アフリカにおける集団免疫作戦の可能性—新型肺炎(COVID-19)について触れにくい事情[19]-(松沢呉一)

南アフリカの現在—新型肺炎(COVID-19)について触れにくい事情[18]の続きです。

 

 

集団免疫に適しているアフリカ諸国

 

vivanon_sentence感染して抗体ができて、ウイルスが消えたところで、以降、再度の感染がないのかどうかについてはまだ不確定のところがあるようですが、1年以下といった期間において、通常の生活をしている限り、再度の感染は起きにくいようなので、以下、その方向で考えていきます。

前提となる環境は変わりようがないので、おそらく今後もアフリカでは致死率が低いまま推移するでしょう。そうであった場合、アフリカの多くの国では、他の感染症と比して大きな数字とは見なされないはずです。

同じ理由から先進国以上に症状が出ないため、そもそも完全に把握をすることは難しい。やろうとすると南アになります。あんな状態が望ましいですかね。

検査で陽性だとわかっても、病院、ベッド、機器、医師、看護師のどれも不足している中では、どうしたって感染者のケアができない。医療設備が整っている国で、重症化しても助かる率がいくらかでも上がるのは、酸素吸入器等の設備があるからであって、アフリカにおいて南アは比較的ましな方であっても、それがないならほとんど何もできない。にもかかわらず、COVID-19にリソースを向けると、他の病気で人が死にます。

中国はそのことを公表していないようですが、イタリアでは酸素吸入器の不足で他の病気で死んでいる人たちが続出していることが報告されています。中国やイタリアではバタバタと人が死んで行く状態になってしまったのでやむを得ないとしても、このまま行けばアフリカではその必然性がない。

※2020年3月31日付「Bloomberg」より。南アフリカのロックダウンは、感染拡大を防ぐと同時に、検査の徹底をするためです。町に警察や軍隊を配備して、家に軟禁状態になった人々を検査していく。イヤでも検査してもらえますから、検査を求める人たちの理想郷。しかし、今までの感染症対策の蓄積を無にするものです。これが許されるなら、HIVもすべて強制検査すればいいってことになります。今もアフリカではHIVで多数死んでいるんですから、家にまで押し掛けなくても、路上で強制検査して、感染者を隔離するのも許されましょう。「隠れている感染者を探し出し、正確な数字を出す」という発想が行きつく先がこれです。チフスのメアリーの時代以前に後退してしまいました。その果てにルワンダではロックダウンに従わない市民が射殺されてますからね(下記参照)。

 

 

集団免疫作戦が可能になる地域

 

vivanon_sentence南アフリカの致死率を例にとって集団免疫の可能性を探ってみましょう。人口の3分の1が感染し、0.18パーセントが死亡すると、死亡者は 3万4千人です。感染率は人口の半数以上になるかもしれないですが、致死率は発症していない人たちの捕捉がなされるとともにさらに落ちていくはずですから、最大値でこのくらいだと思います。
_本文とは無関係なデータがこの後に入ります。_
//! Review Entity

use auth::models::UserId;
use chrono::{DateTime, Utc};
use kernel::id::{ListingId, ReviewId};

use crate::domain::value_object::rating::Rating;

/// Review entity
///
/// Belongs to exactly one listing and is removed with it.
#[derive(Debug, Clone)]
pub struct Review {
    /// Internal UUID identifier
    pub review_id: ReviewId,
    /// Listing the review is attached to
    pub listing_id: ListingId,
    /// Account that wrote the review
    pub author_id: UserId,
    /// 1 to 5 stars
    pub rating: Rating,
    /// Free-form review text
    pub comment: String,
    /// Created timestamp
    pub created_at: DateTime<Utc>,
    /// Updated timestamp
    pub updated_at: DateTime<Utc>,
}

impl Review {
    /// Create a new review on a listing
    pub fn new(listing_id: ListingId, author_id: UserId, rating: Rating, comment: String) -> Self {
        let now = Utc::now();

        Self {
            review_id: ReviewId::new(),
            listing_id,
            author_id,
            rating,
            comment,
            created_at: now,
            updated_at: now,
        }
    }
}
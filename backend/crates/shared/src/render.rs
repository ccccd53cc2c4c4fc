//! Renderer Seam
//!
//! Abstraction over the template renderer collaborator. Handlers hand a view
//! name and a JSON data bag to it and get an HTML body back; the concrete
//! engine lives in the application binary.

use crate::error::app_error::AppResult;

/// Template renderer capability
///
/// Implementations must be cheap to call per request; data is a
/// `serde_json::Value` so the seam stays engine-agnostic.
pub trait Renderer: Send + Sync {
    /// Render the named view with the given data bag
    fn render(&self, view: &str, data: serde_json::Value) -> AppResult<String>;
}

#[cfg(test)]
mod tests {
    use super::*;
    use crate::error::app_error::AppError;

    struct UpperRenderer;

    impl Renderer for UpperRenderer {
        fn render(&self, view: &str, _data: serde_json::Value) -> AppResult<String> {
            if view.is_empty() {
                return Err(AppError::internal("No view name"));
            }
            Ok(view.to_uppercase())
        }
    }

    #[test]
    fn test_object_safety() {
        let renderer: std::sync::Arc<dyn Renderer> = std::sync::Arc::new(UpperRenderer);
        let html = renderer.render("listings/index", serde_json::json!({}));
        assert_eq!(html.unwrap(), "LISTINGS/INDEX");
    }
}
//! Domain Services
//!
//! Ownership gates for mutating operations. Pure functions over
//! entities so the rules stay testable without a database.

use auth::models::UserId;

use crate::domain::entity::{listing::Listing, review::Review};
use crate::error::{ListingsError, ListingsResult};

/// Outcome of an authorization check
#[derive(Debug, Clone, Copy, PartialEq, Eq)]
pub enum Authorization {
    Allowed,
    Denied,
}

impl Authorization {
    /// True when the action may proceed
    #[inline]
    pub fn is_allowed(&self) -> bool {
        matches!(self, Authorization::Allowed)
    }

    /// Turn a denial into the error the handlers surface
    pub fn require(self) -> ListingsResult<()> {
        match self {
            Authorization::Allowed => Ok(()),
            Authorization::Denied => Err(ListingsError::AuthorizationDenied),
        }
    }
}

/// Only the owner may edit or delete a listing.
pub fn authorize_listing_change(actor: &UserId, listing: &Listing) -> Authorization {
    if listing.owner_id == *actor {
        Authorization::Allowed
    } else {
        Authorization::Denied
    }
}

/// A review may be removed by its author, or by the owner of the
/// listing it sits under (moderation of their own page).
pub fn authorize_review_removal(
    actor: &UserId,
    review: &Review,
    listing: &Listing,
) -> Authorization {
    if review.author_id == *actor || listing.owner_id == *actor {
        Authorization::Allowed
    } else {
        Authorization::Denied
    }
}

#[cfg(test)]
mod tests {
    use super::*;
    use crate::domain::value_object::{image::ListingImage, price::Price, rating::Rating};

    fn listing_owned_by(owner_id: UserId) -> Listing {
        Listing::new(
            owner_id,
            "Old mill".to_string(),
            "Water wheel included".to_string(),
            Price::new(5_000).unwrap(),
            "Somewhere upstream".to_string(),
            ListingImage::new("/uploads/mill.jpg", "mill.jpg"),
        )
    }

    #[test]
    fn test_owner_may_change_listing() {
        let owner = UserId::new();
        let listing = listing_owned_by(owner);

        assert!(authorize_listing_change(&owner, &listing).is_allowed());
        assert!(!authorize_listing_change(&UserId::new(), &listing).is_allowed());
    }

    #[test]
    fn test_review_removal_gate() {
        let owner = UserId::new();
        let author = UserId::new();
        let listing = listing_owned_by(owner);
        let review = Review::new(
            listing.listing_id,
            author,
            Rating::new(2).unwrap(),
            "The wheel squeaks".to_string(),
        );

        assert!(authorize_review_removal(&author, &review, &listing).is_allowed());
        assert!(authorize_review_removal(&owner, &review, &listing).is_allowed());
        assert!(!authorize_review_removal(&UserId::new(), &review, &listing).is_allowed());
    }

    #[test]
    fn test_require_maps_denial_to_error() {
        assert!(Authorization::Allowed.require().is_ok());
        assert!(matches!(
            Authorization::Denied.require(),
            Err(ListingsError::AuthorizationDenied)
        ));
    }
}
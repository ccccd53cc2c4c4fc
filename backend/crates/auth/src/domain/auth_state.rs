//! Authentication State
//!
//! Per-request authentication lifecycle. Every request starts `Anonymous`.
//! When the restored session carries a user claim, the state moves to
//! `Authenticating` while the claim is checked against the user store,
//! then settles on `Authenticated` or falls back to `Anonymous` (the
//! stale claim is dropped from the session, never turned into an error).

use crate::domain::entity::user::User;
use crate::domain::value_object::user_id::UserId;

/// Resolved identity attached to a request
#[derive(Debug, Clone, PartialEq, Eq)]
pub struct CurrentUser {
    pub user_id: UserId,
    /// Display form of the user name
    pub user_name: String,
}

impl From<&User> for CurrentUser {
    fn from(user: &User) -> Self {
        Self {
            user_id: user.user_id,
            user_name: user.user_name.original().to_string(),
        }
    }
}

/// Authentication state for one request
#[derive(Debug, Clone, Default, PartialEq)]
pub enum AuthState {
    /// No user claim on the session
    #[default]
    Anonymous,
    /// Session carries a claim that has not been verified yet
    Authenticating,
    /// Claim verified against the user store
    Authenticated(CurrentUser),
}

impl AuthState {
    pub fn is_authenticated(&self) -> bool {
        matches!(self, Self::Authenticated(_))
    }

    /// The verified user, if any
    pub fn user(&self) -> Option<&CurrentUser> {
        match self {
            Self::Authenticated(user) => Some(user),
            _ => None,
        }
    }
}
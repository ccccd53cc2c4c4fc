//! Presentation Layer
//!
//! HTTP handlers, multipart form parsing, DTOs, and the router.

pub mod dto;
pub mod handlers;
pub mod router;

pub use handlers::ListingsAppState;
pub use router::{listings_router, listings_router_generic};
南アフリカでは、他の感染症による死亡者は比較的少ない可能性があるとは言え、それでも他の病気に紛れてしまいます。

だったら、COVID-19は、他の病気より軽微なものとして、あるいは対処法がないものとして、重症者以外、病院で受け入れないという方針を出せます。もちろん、余裕があれば受け入れればいいわけですけど、検査をしたところで治療などなにもできない以上、受け入れる意味がない。よって医療崩壊もない。南アフリカでは徹底検査を実施しつつありますが、アフリカではノーガードさえ成立するはずなのです。